Your surgeon has a few options in a how to go about the joint replacement surgery though. You will want to discuss the various approaches with your surgeon to understand exactly why a particular approach is used for your surgery.
The Incision and Joint-Revealing Approaches
In most instances, incisions are made straight down the center of the leg, sometimes making a curved deviation around the patella or knee cap. On occasion, other changes may be made necessary by the presence of previous surgical scars.
Once the skin incision is made, the surgeon will then go on to follow the natural cleavages between muscle bodies and ligaments. This is accomplished by opening up these divisions with blunt dissection, meaning there is no actual cutting of muscle involved. Once the areas are opened up and the joint capsule is revealed, this (the capsule) is opened with a scalpel. The knee is place in a bent position and an incision is made as described above. After the incision is made, the quadriceps muscle and the patella are moved and held aside with retractors to reveal the knee joint.
There are a variety of modifications to this basic incision. The differences are relatively technical.
After this initial procedure, a surgeon has several possible approaches to complete the replacement. Each approach has advantages and disadvantages.
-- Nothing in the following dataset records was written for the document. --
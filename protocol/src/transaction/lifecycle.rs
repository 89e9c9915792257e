//! Persistence lifecycle: status codes and the per-transaction record.

use std::fmt;

use serde::{Deserialize, Serialize};

use super::builder::Transaction;
use super::codec;
use super::error::TxError;
use super::types::{TxId, TxType};
use crate::config::META_SQL_INSERT_REPLACE_HEADER;
use crate::identity::AccountId;

// ---------------------------------------------------------------------------
// TxStatus
// ---------------------------------------------------------------------------

/// Where a transaction stands relative to the ledger.
#[derive(Debug, Clone, Copy, PartialEq, Eq, Hash, Serialize, Deserialize)]
pub enum TxStatus {
    /// Seen, not yet applied.
    New,
    /// Conflicted with another transaction.
    Conflict,
    /// Held for a later ledger.
    Held,
    /// In a validated ledger.
    Validated,
    /// Included in a ledger that is not yet validated.
    Included,
    Unknown,
}

impl TxStatus {
    pub const ALL: [TxStatus; 6] = [
        Self::New,
        Self::Conflict,
        Self::Held,
        Self::Validated,
        Self::Included,
        Self::Unknown,
    ];

    pub const fn code(self) -> char {
        match self {
            Self::New => 'N',
            Self::Conflict => 'C',
            Self::Held => 'H',
            Self::Validated => 'V',
            Self::Included => 'I',
            Self::Unknown => 'U',
        }
    }

    /// Lenient lookup: anything outside the vocabulary is `Unknown`.
    pub fn from_code(code: char) -> Self {
        Self::try_from(code).unwrap_or(Self::Unknown)
    }

    /// Map an outcome label reported by the ledger engine.
    pub fn from_outcome(outcome: &str) -> Self {
        match outcome {
            "new" => Self::New,
            "conflict" => Self::Conflict,
            "held" => Self::Held,
            "validated" => Self::Validated,
            "included" => Self::Included,
            _ => Self::Unknown,
        }
    }
}

impl TryFrom<char> for TxStatus {
    type Error = TxError;

    fn try_from(code: char) -> Result<Self, Self::Error> {
        Self::ALL
            .into_iter()
            .find(|s| s.code() == code)
            .ok_or(TxError::InvalidStatus(code))
    }
}

impl fmt::Display for TxStatus {
    fn fmt(&self, f: &mut fmt::Formatter<'_>) -> fmt::Result {
        write!(f, "{}", self.code())
    }
}

// ---------------------------------------------------------------------------
// MetaRecord
// ---------------------------------------------------------------------------

/// One row of the transaction table.
#[derive(Debug, Clone, PartialEq, Eq, Serialize, Deserialize)]
pub struct MetaRecord {
    pub tx_id: TxId,
    pub tx_type: TxType,
    pub account: AccountId,
    pub sequence: u32,
    pub ledger_seq: u32,
    pub status: TxStatus,
    /// Full canonical bytes.
    pub raw: Vec<u8>,
    /// Opaque execution metadata.
    pub meta: Vec<u8>,
}

impl MetaRecord {
    /// The `VALUES` tuple matching [`META_SQL_INSERT_REPLACE_HEADER`].
    pub fn to_sql_values(&self) -> String {
        format!(
            "('{}', '{}', '{}', {}, {}, '{}', X'{}', X'{}')",
            self.tx_id.to_hex(),
            self.tx_type.name(),
            self.account,
            self.sequence,
            self.ledger_seq,
            self.status.code(),
            hex::encode_upper(&self.raw),
            hex::encode_upper(&self.meta),
        )
    }

    /// A complete `INSERT OR REPLACE` statement for this record.
    pub fn to_sql(&self) -> String {
        format!("{}{};", META_SQL_INSERT_REPLACE_HEADER, self.to_sql_values())
    }
}

/// Build the persistence record for a sterilized transaction.
pub fn get_meta_sql(
    tx: &Transaction,
    ledger_seq: u32,
    status: TxStatus,
    meta: &[u8],
) -> Result<MetaRecord, TxError> {
    Ok(MetaRecord {
        tx_id: tx.require_id()?,
        tx_type: tx.tx_type(),
        account: tx.account()?,
        sequence: tx.sequence()?,
        ledger_seq,
        status,
        raw: codec::encode(tx),
        meta: meta.to_vec(),
    })
}

/// [`get_meta_sql`] for a transaction in a validated ledger.
pub fn get_meta_sql_validated(
    tx: &Transaction,
    ledger_seq: u32,
    meta: &[u8],
) -> Result<MetaRecord, TxError> {
    get_meta_sql(tx, ledger_seq, TxStatus::Validated, meta)
}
Medial Parapatellar Approach: With a medial parapatellar incision, the surgeon will cut the quadriceps tendon above and around the inside (medial) of the patella. The patella is generally flipped in this approach to allow access to the knee joint. The tendon is repaired at the end of the procedure. Some are of the opinion that the tendon heals faster than the muscle belly of the vastus medialis oblique (VMO), which is part of the quadriceps muscle.
Mid-Vastus Approach: The mid-vastus approach cuts into the VMO muscle belly and around the inside of the knee cap, instead of cutting the tendon. Some feel that leaving a large portion of the VMO intact will help patellar tracking and strength. The patella may or may not be flipped. The muscle belly is repaired at the end of the procedure.
Sub-Vastus Approach: The sub-vastus approach does not involve cutting the VMO muscle at all. Instead, the muscle is elevated and the patella is not flipped. The incision extends around the inside of the knee cap. The patella is typically not flipped with this approach. This approach may be difficult in patients with large VMO muscles.
Quad-Sparing Approach: The incision in the quad-sparing approach cuts only the inside of the knee cap. This approach requires special side cutting instruments and is less common than some of the other approaches.
Lateral Parapatellar Approach: Another relatively uncommon approach is the lateral parapatellar approach. In this approach, the incision extends around the outside (lateral) of the knee cap.
Any of these total knee replacement approaches can provide good results. Patients should discuss the approaches with their surgeon to understand the mechanics of the surgery but are probably best advised to allow the surgeon to perform the approach the surgeon recommends and is most comfortable with.
After the Incision
Once he has access, your surgeon will will then begin to trim the damaged surfaces at the ends of the femur and the tibia (or shin bone) using special cutting guides which accurately shape the end of the femur so that it accurately fits into the chosen knee prosthesis. The tibia is cut straight across and a depression made in the center. If any knee ligaments have contracted because of pain or mechanical deformity, the surgeon may release them to allow them to improve functionality.
The prostheses are then inserted and secured with some bone cement. The surgeon will then test and balance the joint to assure proper placement and alignment.
If the patella requires resurfacing, the surgeon will then insert a domed ‘button’ made of polyethylene (plastic) that will mimic the original knee cap.
Increasingly, total knee replacement surgery is performed with the assistance of computer-driven robotics, helping the surgeon navigate the joint more precisely, using smaller incisions and getting a better fit between implant and bone.